ICR-Clinical Trials and Statistics Unit (ICR-CTSU), Division of Clinical Studies, The Institute of Cancer Research, London UK.
ICR-Clinical Trials and Statistics Unit (ICR-CTSU), Division of Clinical Studies, The Institute of Cancer Research, London UK.
Clin Oncol (R Coll Radiol). 2018 Jul;30(7):433-441. doi: 10.1016/j.clon.2018.03.007. Epub 2018 Apr 10.
Exploratory analysis of patients' unsolicited written comments in the first 2 years of the Standardisation of Breast Radiotherapy (START) trial quality of life study highlighted a potential effect of non-treatment-related problems on the ratings and interpretation of patient self-reported questionnaires. At 5 years of follow-up all eligible subjects were invited to write comments to further explore these findings.
Using inductive qualitative methods informed by the exploratory analysis, comments were allocated to relevant themes. Key patient-reported outcome measures (PROMs), clinical and demographic factors were collated for patients who did and did not comment at 5 years and comparisons between the groups explored.
Of 2208 women completing baseline PROMs, 482 proffered comments from 0 to 24 months, forming nine distinct themes, including chronic conditions, life events and psychosocial concerns. At 5 years, 1041/1727 (60.3%) women contributed comments, of whom 500 randomly selected participants formed the sample for analysis. Findings revealed comorbidity, impaired physical functioning and psychosocial problems as key themes, with prevalent adverse effects from local and systemic treatments. Eight new themes emerged at 5 years, including ageing, concerns about future cancer and positive aspects of care.

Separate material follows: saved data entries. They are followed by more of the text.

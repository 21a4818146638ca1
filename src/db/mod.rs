use async_trait::async_trait;
use sqlx::postgres::PgDatabaseError;
use std::fmt;

use crate::models::department::Department;
use crate::models::employee::{Employee, EmployeeInput, EmployeeWithDepartment};

#[cfg(test)]
pub mod memory;
pub mod postgres;

pub use postgres::PgStore;

/// Failure reported by the store. `code` is the SQLSTATE and `hint` the
/// server-provided hint, when the backend supplies them.
#[derive(Debug, Clone, PartialEq)]
pub struct StoreError {
    pub message: String,
    pub code: Option<String>,
    pub hint: Option<String>,
}

impl StoreError {
    pub fn new(message: impl Into<String>) -> Self {
        Self {
            message: message.into(),
            code: None,
            hint: None,
        }
    }

    #[cfg(test)]
    pub fn with_code(mut self, code: impl Into<String>) -> Self {
        self.code = Some(code.into());
        self
    }
}

impl fmt::Display for StoreError {
    fn fmt(&self, f: &mut fmt::Formatter<'_>) -> fmt::Result {
        match &self.code {
            Some(code) => write!(f, "{} (code {})", self.message, code),
            None => write!(f, "{}", self.message),
        }
    }
}

impl std::error::Error for StoreError {}

impl From<sqlx::Error> for StoreError {
    fn from(err: sqlx::Error) -> Self {
        match &err {
            sqlx::Error::Database(db_err) => {
                let hint = db_err
                    .try_downcast_ref::<PgDatabaseError>()
                    .and_then(|pg| pg.hint())
                    .map(str::to_string);
                StoreError {
                    message: db_err.message().to_string(),
                    code: db_err.code().map(|code| code.into_owned()),
                    hint,
                }
            }
            _ => StoreError::new(err.to_string()),
        }
    }
}

#[async_trait]
pub trait DirectoryStore: Send + Sync {
    /// Left join on departments, ordered by employee id.
    async fn list_employees(&self) -> Result<Vec<EmployeeWithDepartment>, StoreError>;

    async fn list_departments(&self) -> Result<Vec<Department>, StoreError>;

    async fn create_employee(&self, input: &EmployeeInput) -> Result<Employee, StoreError>;

    /// Returns `None` when no row has the given id.
    async fn update_employee(
        &self,
        id: i32,
        input: &EmployeeInput,
    ) -> Result<Option<Employee>, StoreError>;

    async fn delete_employee(&self, id: i32) -> Result<u64, StoreError>;

    /// No statement may be issued afterward.
    async fn close(&self);
}
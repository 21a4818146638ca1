use actix_web::web;

use crate::utils::validation;

pub mod department;
pub mod employee;

/// Method and path of every route, logged at startup.
pub const ENDPOINTS: [(&str, &str); 5] = [
    ("GET", "/api/employees"),
    ("GET", "/api/departments"),
    ("POST", "/api/employees"),
    ("PUT", "/api/employees/{id}"),
    ("DELETE", "/api/employees/{id}"),
];

pub fn configure(cfg: &mut web::ServiceConfig) {
    cfg.app_data(validation::json_config())
        .service(
            web::resource("/api/employees")
                .route(web::get().to(employee::get_employees))
                .route(web::post().to(employee::create_employee)),
        )
        .service(
            web::resource("/api/employees/{id}")
                .route(web::put().to(employee::update_employee))
                .route(web::delete().to(employee::delete_employee)),
        )
        .service(
            web::resource("/api/departments")
                .route(web::get().to(department::get_departments)),
        );
}
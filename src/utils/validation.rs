use actix_web::error::JsonPayloadError;
use actix_web::{web, HttpRequest};
use validator::{Validate, ValidationErrors};

use crate::errors::AppError;

/// Runs the derived validators and reports any failure as a 400 with `message`.
pub fn validate_payload<T: Validate>(payload: &T, message: &str) -> Result<(), AppError> {
    payload.validate().map_err(|err| {
        log::debug!("Rejected payload: {}", describe(&err));
        AppError::BadRequest(message.to_string())
    })
}

fn describe(err: &ValidationErrors) -> String {
    err.field_errors()
        .iter()
        .map(|(field, errs)| {
            let codes = errs
                .iter()
                .map(|e| e.code.to_string())
                .collect::<Vec<_>>()
                .join(", ");
            format!("{}: [{}]", field, codes)
        })
        .collect::<Vec<_>>()
        .join("; ")
}

pub fn json_config() -> web::JsonConfig {
    web::JsonConfig::default().error_handler(|err: JsonPayloadError, _req: &HttpRequest| {
        AppError::BadRequest(format!("Invalid request body: {}", err)).into()
    })
}
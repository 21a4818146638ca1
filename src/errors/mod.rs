use actix_web::http::StatusCode;
use actix_web::{HttpResponse, ResponseError};
use serde::Serialize;
use std::fmt;

use crate::db::StoreError;

const DEFAULT_STORE_HINT: &str = "Check database connection and tables";

#[derive(Debug, Serialize, PartialEq)]
pub struct ErrorDetails {
    pub code: String,
    pub hint: String,
}

#[derive(Debug)]
pub enum AppError {
    BadRequest(String),
    NotFound {
        error: String,
        solution: Option<String>,
    },
    Store {
        error: String,
        details: Option<ErrorDetails>,
    },
}

#[derive(Serialize)]
struct ErrorResponse<'a> {
    error: &'a str,
    #[serde(skip_serializing_if = "Option::is_none")]
    details: Option<&'a ErrorDetails>,
    #[serde(skip_serializing_if = "Option::is_none")]
    solution: Option<&'a str>,
}

impl AppError {
    pub fn not_found(error: impl Into<String>) -> Self {
        AppError::NotFound {
            error: error.into(),
            solution: None,
        }
    }

    /// Wraps a store failure, keeping its SQLSTATE and hint for the client.
    pub fn store(error: impl Into<String>, err: &StoreError) -> Self {
        let error = error.into();
        log::error!("{}: {}", error, err);
        let details = err.code.as_ref().map(|code| ErrorDetails {
            code: code.clone(),
            hint: err
                .hint
                .clone()
                .unwrap_or_else(|| DEFAULT_STORE_HINT.to_string()),
        });
        AppError::Store { error, details }
    }

    fn message(&self) -> &str {
        match self {
            AppError::BadRequest(msg) => msg,
            AppError::NotFound { error, .. } => error,
            AppError::Store { error, .. } => error,
        }
    }
}

impl fmt::Display for AppError {
    fn fmt(&self, f: &mut fmt::Formatter<'_>) -> fmt::Result {
        match self {
            AppError::BadRequest(msg) => write!(f, "Bad Request: {}", msg),
            AppError::NotFound { error, .. } => write!(f, "Not Found: {}", error),
            AppError::Store { error, .. } => write!(f, "Database Error: {}", error),
        }
    }
}

impl ResponseError for AppError {
    fn status_code(&self) -> StatusCode {
        match self {
            AppError::BadRequest(_) => StatusCode::BAD_REQUEST,
            AppError::NotFound { .. } => StatusCode::NOT_FOUND,
            AppError::Store { .. } => StatusCode::INTERNAL_SERVER_ERROR,
        }
    }

    fn error_response(&self) -> HttpResponse {
        let (details, solution) = match self {
            AppError::BadRequest(_) => (None, None),
            AppError::NotFound { solution, .. } => (None, solution.as_deref()),
            AppError::Store { details, .. } => (details.as_ref(), None),
        };
        HttpResponse::build(self.status_code()).json(ErrorResponse {
            error: self.message(),
            details,
            solution,
        })
    }
}
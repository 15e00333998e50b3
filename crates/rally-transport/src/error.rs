use std::time::Duration;

/// Errors that can occur in the transport layer.
///
/// Every variant describes a failure of one connection attempt, not of the
/// request itself, so all of them are worth retrying on a fresh socket.
#[derive(Debug, thiserror::Error)]
pub enum TransportError {
    /// The peer refused the connection or was unreachable.
    #[error("connect to {addr} failed: {source}")]
    ConnectFailed {
        addr: String,
        #[source]
        source: std::io::Error,
    },

    /// The connection was not established within the connect timeout.
    #[error("connect to {addr} timed out after {timeout:?}")]
    ConnectTimeout { addr: String, timeout: Duration },

    /// Writing the request failed.
    #[error("send failed: {0}")]
    SendFailed(#[source] std::io::Error),

    /// The peer stopped accepting request bytes for longer than the write
    /// timeout.
    #[error("request not sent within {timeout:?}")]
    SendTimeout { timeout: Duration },

    /// A read stalled past the read timeout before any byte arrived.
    #[error("no response within {timeout:?}")]
    ReadTimeout { timeout: Duration },

    /// Reading the response failed.
    #[error("receive failed: {0}")]
    ReceiveFailed(#[source] std::io::Error),
}

impl TransportError {
    /// Returns `true` for the timeout variants.
    pub fn is_timeout(&self) -> bool {
        matches!(
            self,
            TransportError::ConnectTimeout { .. }
                | TransportError::SendTimeout { .. }
                | TransportError::ReadTimeout { .. }
        )
    }
}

Women commenting were better educated, slightly older and more likely to have had chemotherapy compared with non-commenters. They had significantly worse PROM scores for global health and key quality of life domains relevant to the difficulties they revealed.
Difficult personal circumstances and other health concerns affected many women's PROM ratings at 5 years of follow-up, in addition to ongoing cancer treatment effects. Greater attention to multiple sources of distress and adversity could facilitate personalised care and aid interpretation of PROMs.
对标准化乳腺癌放射治疗(START)试验质量研究中前 2 年患者非预期书面意见的探索性分析表明,非治疗相关问题可能会影响患者自我报告问卷的评分和解释。在 5 年随访时,邀请所有符合条件的受试者发表意见,以进一步探讨这些发现。
采用探索性分析中提供的归纳定性方法,将意见分配到相关主题中。对于在 5 年时发表意见和未发表意见的患者,收集了关键患者报告结局测量(PROM)、临床和人口统计学因素,并对两组进行了比较。
在完成基线 PROM 的 2208 名女性中,有 482 名在 0 至 24 个月期间提出了意见,形成了九个不同的主题,包括慢性疾病、生活事件和心理社会问题。在 5 年时,有 1727 名女性中的 1041 名发表了意见,其中 500 名随机选择的参与者构成了分析样本。研究结果显示,合并症、身体功能受损和心理社会问题是关键主题,局部和全身治疗的常见不良反应。5 年后出现了 8 个新主题,包括衰老、对未来癌症的担忧以及对护理的积极看法。发表意见的女性受教育程度更高、年龄稍大,且与未发表意见的女性相比,更有可能接受过化疗。与她们所揭示的困难相关的全球健康和关键生活质量领域的 PROM 评分显著更差。
除了持续的癌症治疗效果外,个人困难情况和其他健康问题还影响了许多女性在 5 年随访时的 PROM 评分。更多地关注多种困扰和逆境的来源,可以促进个性化护理,并有助于解释 PROM。